Imperial Oil later purchased these parcels through its subsidiary, the Northwest Company, and a wildcat drilling team was sent into the area near the present site of Norman Wells in 1919. Oil was struck on 24 August 1920. At the time, this was the most northerly oil well in the world. The rate of flow from this well, known as the Discovery Well, was about 15 cubic metres per day. The Northwest Company quickly erected a 50 cubic metre per day refinery designed to serve the demand of communities along the Mackenzie River. However, the refinery (described by some as nothing more than a “glorified boiler”) and Discovery Well were closed in 1925 as local demand for petroleum products proved to be insufficient.

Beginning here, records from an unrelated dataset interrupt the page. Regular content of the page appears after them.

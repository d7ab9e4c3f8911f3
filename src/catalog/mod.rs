//! Schema introspection
//!
//! Fixed catalog queries run through the [`QueryExecutor`] and shaped into
//! typed records. Schema and table names are always bound parameters.

use crate::context::RequestContext;
use crate::errors::{BridgeError, Result};
use crate::pool::PooledConnection;
use crate::query::{QueryExecutor, QueryOutput, QueryRequest};
use crate::warehouse::{CellValue, QueryParam, Row};
use serde::{Deserialize, Serialize};

/// User schemas in creation order
pub const LIST_SCHEMAS_SQL: &str = "SELECT nspname::varchar AS schema_name \
     FROM pg_catalog.pg_namespace \
     WHERE nspname !~ '^pg_' AND nspname <> 'information_schema' \
     ORDER BY oid";

/// Tables and views of one schema
pub const LIST_TABLES_SQL: &str = "SELECT table_name::varchar, table_type::varchar \
     FROM information_schema.tables \
     WHERE table_schema = CAST($1 AS varchar) \
     ORDER BY table_name";

/// Columns of one table
pub const DESCRIBE_TABLE_SQL: &str = "SELECT column_name::varchar, data_type::varchar, \
     is_nullable::varchar, ordinal_position::int \
     FROM information_schema.columns \
     WHERE table_schema = CAST($1 AS varchar) AND table_name = CAST($2 AS varchar) \
     ORDER BY ordinal_position";

/// Catalog queries never need more rows than this
const CATALOG_ROW_LIMIT: usize = 100_000;

#[derive(Debug, Clone, PartialEq, Eq, Serialize, Deserialize)]
pub struct SchemaInfo {
    pub name: String,
}

#[derive(Debug, Clone, PartialEq, Eq, Serialize, Deserialize)]
pub struct TableInfo {
    pub schema: String,
    pub name: String,
    pub table_type: String,
}

#[derive(Debug, Clone, PartialEq, Eq, Serialize, Deserialize)]
pub struct ColumnInfo {
    pub name: String,
    pub data_type: String,
    pub nullable: bool,
    pub ordinal_position: i64,
}

/// Columns of one table; empty when the table does not exist
#[derive(Debug, Clone, PartialEq, Eq, Serialize, Deserialize)]
pub struct TableDescription {
    pub schema: String,
    pub table: String,
    pub columns: Vec<ColumnInfo>,
}

/// Collapse catalog type spellings to their short names
///
/// `character varying(256)` becomes `varchar`, `timestamp without time zone`
/// becomes `timestamp`, and so on. Unknown names are lowercased and stripped
/// of size modifiers.
pub fn normalize_type_name(raw: &str) -> String {
    let lowered = raw.trim().to_lowercase();
    let base = match lowered.find('(') {
        Some(open) => {
            let close = lowered[open..].find(')').map_or(lowered.len(), |i| open + i + 1);
            format!("{}{}", lowered[..open].trim_end(), &lowered[close..])
        }
        None => lowered,
    };
    let base = base.split_whitespace().collect::<Vec<_>>().join(" ");

    match base.as_str() {
        "character varying" => "varchar",
        "character" => "char",
        "timestamp without time zone" | "timestamp" => "timestamp",
        "timestamp with time zone" => "timestamptz",
        "time without time zone" => "time",
        "time with time zone" => "timetz",
        "double precision" => "float8",
        "real" => "float4",
        other => return other.to_string(),
    }
    .to_string()
}

/// Answers catalog questions over a checked-out connection
#[derive(Debug, Clone)]
pub struct SchemaIntrospector {
    executor: QueryExecutor,
}

impl SchemaIntrospector {
    pub fn new(executor: QueryExecutor) -> Self {
        Self { executor }
    }

    async fn run(
        &self,
        conn: &mut PooledConnection,
        request: QueryRequest,
        ctx: &RequestContext,
    ) -> Result<QueryOutput> {
        let request = request.with_row_limit(CATALOG_ROW_LIMIT);
        self.executor.execute(conn, &request, ctx).await?.collect().await
    }

    /// User schemas, system schemas excluded
    pub async fn list_schemas(
        &self,
        conn: &mut PooledConnection,
        ctx: &RequestContext,
    ) -> Result<Vec<SchemaInfo>> {
        let output = self.run(conn, QueryRequest::new(LIST_SCHEMAS_SQL), ctx).await?;
        output
            .rows
            .iter()
            .map(|row| Ok(SchemaInfo { name: text(row, 0)? }))
            .collect()
    }

    /// Tables of `schema`, alphabetical
    pub async fn list_tables(
        &self,
        conn: &mut PooledConnection,
        schema: &str,
        ctx: &RequestContext,
    ) -> Result<Vec<TableInfo>> {
        let request = QueryRequest::new(LIST_TABLES_SQL)
            .with_params(vec![QueryParam::Text(schema.to_string())]);
        let output = self.run(conn, request, ctx).await?;
        output
            .rows
            .iter()
            .map(|row| {
                Ok(TableInfo {
                    schema: schema.to_string(),
                    name: text(row, 0)?,
                    table_type: text(row, 1)?,
                })
            })
            .collect()
    }

    /// Columns of `schema.table` in ordinal order
    pub async fn describe_table(
        &self,
        conn: &mut PooledConnection,
        schema: &str,
        table: &str,
        ctx: &RequestContext,
    ) -> Result<TableDescription> {
        let request = QueryRequest::new(DESCRIBE_TABLE_SQL).with_params(vec![
            QueryParam::Text(schema.to_string()),
            QueryParam::Text(table.to_string()),
        ]);
        let output = self.run(conn, request, ctx).await?;
        let columns = output
            .rows
            .iter()
            .map(|row| {
                Ok(ColumnInfo {
                    name: text(row, 0)?,
                    data_type: normalize_type_name(&text(row, 1)?),
                    nullable: text(row, 2)?.eq_ignore_ascii_case("YES"),
                    ordinal_position: integer(row, 3)?,
                })
            })
            .collect::<Result<Vec<_>>>()?;

        Ok(TableDescription {
            schema: schema.to_string(),
            table: table.to_string(),
            columns,
        })
    }
}

fn text(row: &Row, index: usize) -> Result<String> {
    match row.get(index) {
        Some(CellValue::Text(value)) => Ok(value.clone()),
        other => Err(BridgeError::Internal(format!(
            "unexpected catalog value in column {}: {:?}",
            index, other
        ))),
    }
}

fn integer(row: &Row, index: usize) -> Result<i64> {
    match row.get(index) {
        Some(CellValue::Int(value)) => Ok(*value),
        other => Err(BridgeError::Internal(format!(
            "unexpected catalog value in column {}: {:?}",
            index, other
        ))),
    }
}

#[cfg(test)]
mod tests {
    use super::*;
    use crate::pool::{ConnectionPool, PoolConfig};
    use crate::telemetry::Telemetry;
    use crate::warehouse::MemoryWarehouse;
    use std::sync::Arc;

    #[test]
    fn test_normalize_type_names() {
        assert_eq!(normalize_type_name("character varying"), "varchar");
        assert_eq!(normalize_type_name("character varying(256)"), "varchar");
        assert_eq!(normalize_type_name("timestamp without time zone"), "timestamp");
        assert_eq!(normalize_type_name("timestamp with time zone"), "timestamptz");
        assert_eq!(normalize_type_name("character(1)"), "char");
        assert_eq!(normalize_type_name("time without time zone"), "time");
        assert_eq!(normalize_type_name("double precision"), "float8");
        assert_eq!(normalize_type_name("numeric(18,4)"), "numeric");
        assert_eq!(normalize_type_name("BIGINT"), "bigint");
    }

    #[tokio::test]
    async fn test_unknown_table_is_empty() {
        let warehouse = MemoryWarehouse::new().with_schema("public");
        let pool = ConnectionPool::new(Arc::new(warehouse), PoolConfig::default(), Telemetry::new());
        let ctx = RequestContext::new();
        let mut conn = pool.acquire(&ctx).await.unwrap();

        let introspector = SchemaIntrospector::new(QueryExecutor::default());
        let description = introspector
            .describe_table(&mut conn, "public", "missing", &ctx)
            .await
            .unwrap();
        assert!(description.columns.is_empty());

        let tables = introspector.list_tables(&mut conn, "nowhere", &ctx).await.unwrap();
        assert!(tables.is_empty());
    }

    #[tokio::test]
    async fn test_describe_normalizes_types() {
        let warehouse = MemoryWarehouse::new().with_table(
            "analytics",
            "events",
            &[
                ("id", "bigint", false),
                ("payload", "character varying", true),
            ],
            0,
        );
        let pool = ConnectionPool::new(Arc::new(warehouse), PoolConfig::default(), Telemetry::new());
        let ctx = RequestContext::new();
        let mut conn = pool.acquire(&ctx).await.unwrap();

        let description = SchemaIntrospector::new(QueryExecutor::default())
            .describe_table(&mut conn, "analytics", "events", &ctx)
            .await
            .unwrap();

        assert_eq!(
            description.columns[1],
            ColumnInfo {
                name: "payload".to_string(),
                data_type: "varchar".to_string(),
                nullable: true,
                ordinal_position: 2,
            }
        );
    }
}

The viability of the Norman Wells hydrocarbon industry was largely contingent upon finding a suitable market area, one ready to consume petroleum products at the higher prices necessitated when production occurs in isolated, small-scale settings. Fortunately, two areas of new mining activity were opened in the Northwest Territories during the 1930s and they provided the requisite market for Norman Wells crude. With a contract to supply diesel fuel to the Port Radium pitchblende mines which were to open in 1933, the refinery was reactivated in the summer of 1932. Just six years later, the opening of the Con and Negus mines at Yellowknife created even greater demands for Norman Wells petroleum products. The significant petroleum requirements of the mining industry provided the core sales, and production figures mirrored this development as output of oil at Norman Wells increased from less than 150 cubic metres per day in 1932 to more than 3,600 cubic metres per day six years later.

A key wartime development affecting Norman Wells was the CANOL Project (CANOL was an acronym for Canadian Oil). Fearing a Japanese attack on Alaska, the United States Army devised a plan to supply oil to the area – oil which would be delivered unimpeded by a Japanese submarine or air strike. This plan, known as the CANOL Project, saw the Norman Wells field linked to Alaska by pipeline and the Alaska Highway. A refinery was built at the terminus of the 101 millimetre-diameter pipeline at Whitehorse, Yukon Territory. Also, the project pressed Imperial Oil to drill some 67 new wells (of which 60 were producers) and expand its refining operations to almost 175 cubic metres per day. These plans were initiated in 1942, and the CANOL Project went into service in early 1944. By that time, however, the threat of an attack on Alaska by the Japanese had diminished considerably. Without the rationale of a military need for such a pipeline, economic considerations forced a dramatic refinery shutdown the following year. 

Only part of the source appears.